ZMYND8 promotes the Warburg effect and tumorigenesis through c-Myc activation in pancreatic cancer.

Abstract

Pancreatic cancer (PC) is a digestive tract tumour with an extremely poor patient prognosis and prominent metabolic abnormalities. However, the molecular mechanisms underlying metabolic reprogramming in the progression of pancreatic cancer remain poorly understood. Here, we employed an epigenetic siRNA library to identify a crucial regulator, ZMYND8, which is involved in glycolysis in PC cells. ZMYND8 was frequently overexpressed in both PC tissues and cell lines, and its elevated expression was significantly correlated with poor overall survival in patients with PC. The high rates of glucose uptake and lactate secretion conferred by ZMYND8 revealed an abnormal activity of aerobic glycolysis in PC cells. Functional studies revealed that ZMYND8 significantly promoted the proliferation, migration and invasion of PC cells.

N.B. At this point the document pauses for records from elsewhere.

//! CLI argument definitions using clap
//!
//! Commands:
//! - iddelta diff <OLD> <NEW> [--format text|json] [--skip-unassigned]
//! - iddelta ids --old 1,2,3 --new 2,3,4 [--format text|json]

use crate::config::OutputFormat;
use clap::{Parser, Subcommand};
use iddelta_engine::Id;
use std::path::PathBuf;

/// iddelta - classify records as removed, added or retained between two snapshots
#[derive(Parser, Debug)]
#[command(name = "iddelta")]
#[command(version, about, long_about = None)]
pub struct Cli {
    #[command(subcommand)]
    pub command: Command,
}

#[derive(Subcommand, Debug, PartialEq)]
pub enum Command {
    /// Compare two JSON snapshot files
    Diff {
        /// Snapshot captured before
        old: PathBuf,

        /// Snapshot captured now
        new: PathBuf,

        /// Output format (overrides IDDELTA_FORMAT)
        #[arg(long, value_enum)]
        format: Option<OutputFormat>,

        /// Leave out records without an identity before comparing
        #[arg(long)]
        skip_unassigned: bool,
    },

    /// Compare two comma-separated identity lists
    Ids {
        /// Identities captured before
        #[arg(long, value_delimiter = ',', num_args = 0..)]
        old: Vec<Id>,

        /// Identities captured now
        #[arg(long, value_delimiter = ',', num_args = 0..)]
        new: Vec<Id>,

        /// Output format (overrides IDDELTA_FORMAT)
        #[arg(long, value_enum)]
        format: Option<OutputFormat>,
    },
}

impl Cli {
    /// Parse command line arguments
    pub fn parse_args() -> Self {
        Cli::parse()
    }
}
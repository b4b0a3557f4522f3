//! Set difference over two collections of raw identities.
//!
//! # Algorithm
//!
//! 1. Normalise both inputs into ordered, duplicate-free sets
//! 2. `removed = old - new`
//! 3. `added = new - old`
//! 4. `intersection = old - removed`
//!
//! Results ascend by identity value, so the outcome never depends on the
//! order or multiplicity of the inputs.

use crate::{Error, Id};
use serde::{Deserialize, Serialize};
use std::borrow::Borrow;
use std::collections::BTreeSet;

/// Classification of identities into removed, added and retained.
///
/// Deserialized values are checked: every list must ascend strictly and no
/// identity may appear in more than one list.
#[derive(Debug, Clone, Default, PartialEq, Eq, Serialize, Deserialize)]
#[serde(rename_all = "camelCase", try_from = "IdDeltaRepr")]
pub struct IdDelta {
    removed_ids: Vec<Id>,
    added_ids: Vec<Id>,
    intersection_ids: Vec<Id>,
}

impl IdDelta {
    /// Compare `old_ids` against `new_ids`.
    ///
    /// An empty input stands for an absent collection.
    pub fn new<O, N>(old_ids: O, new_ids: N) -> Self
    where
        O: IntoIterator,
        O::Item: Borrow<Id>,
        N: IntoIterator,
        N::Item: Borrow<Id>,
    {
        let old: BTreeSet<Id> = old_ids.into_iter().map(|id| *id.borrow()).collect();
        let new: BTreeSet<Id> = new_ids.into_iter().map(|id| *id.borrow()).collect();

        let removed_ids: Vec<Id> = old.difference(&new).copied().collect();
        let added_ids: Vec<Id> = new.difference(&old).copied().collect();
        let intersection_ids: Vec<Id> = old.intersection(&new).copied().collect();

        tracing::debug!(
            removed = removed_ids.len(),
            added = added_ids.len(),
            retained = intersection_ids.len(),
            "computed id delta"
        );

        Self {
            removed_ids,
            added_ids,
            intersection_ids,
        }
    }

    /// Identities present in the old collection but missing from the new one.
    pub fn removed_ids(&self) -> &[Id] {
        &self.removed_ids
    }

    /// Identities present in the new collection but missing from the old one.
    pub fn added_ids(&self) -> &[Id] {
        &self.added_ids
    }

    /// Identities present in both collections.
    pub fn intersection_ids(&self) -> &[Id] {
        &self.intersection_ids
    }

    /// True if anything was added or removed.
    ///
    /// Retained identities alone never count as a delta.
    pub fn has_delta(&self) -> bool {
        !self.removed_ids.is_empty() || !self.added_ids.is_empty()
    }
}

#[derive(Deserialize)]
#[serde(rename_all = "camelCase")]
struct IdDeltaRepr {
    removed_ids: Vec<Id>,
    added_ids: Vec<Id>,
    intersection_ids: Vec<Id>,
}

impl TryFrom<IdDeltaRepr> for IdDelta {
    type Error = Error;

    fn try_from(repr: IdDeltaRepr) -> Result<Self, Self::Error> {
        let lists = [
            ("removedIds", &repr.removed_ids),
            ("addedIds", &repr.added_ids),
            ("intersectionIds", &repr.intersection_ids),
        ];
        for (name, ids) in lists {
            if !ids.windows(2).all(|w| w[0] < w[1]) {
                return Err(Error::InvalidDelta(format!(
                    "{} must be strictly ascending",
                    name
                )));
            }
        }

        let total = repr.removed_ids.len() + repr.added_ids.len() + repr.intersection_ids.len();
        let distinct: BTreeSet<Id> = repr
            .removed_ids
            .iter()
            .chain(&repr.added_ids)
            .chain(&repr.intersection_ids)
            .copied()
            .collect();
        if distinct.len() != total {
            return Err(Error::InvalidDelta(
                "an identity appears in more than one list".into(),
            ));
        }

        Ok(Self {
            removed_ids: repr.removed_ids,
            added_ids: repr.added_ids,
            intersection_ids: repr.intersection_ids,
        })
    }
}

Integrated analyses of CUT&Tag and RNA-seq data revealed that ZMYND8 may activate c-Myc transcriptional activity by modulating downstream epigenetic regulatory pathways. Proteomic profiling and coimmunoprecipitation (Co-IP) assays further demonstrated a direct physical interaction between ZMYND8 and c-Myc. Mechanistic studies revealed that ZMYND8 interacted with and activated c-Myc, thereby promoting the Warburg effect and facilitating PC cell malignancy. Moreover, in vivo studies revealed that overexpression of ZMYND8 resulted in accelerated tumour growth in PC xenografts, which was reversible through the knockdown of c-Myc or treatment with 2-deoxy-D-glucose. Collectively, our data suggest that ZMYND8 functions as a critical metabolic regulator in PC cells by tightly regulating c-Myc activity and may represent a promising novel therapeutic target for advanced pancreatic cancer treatment.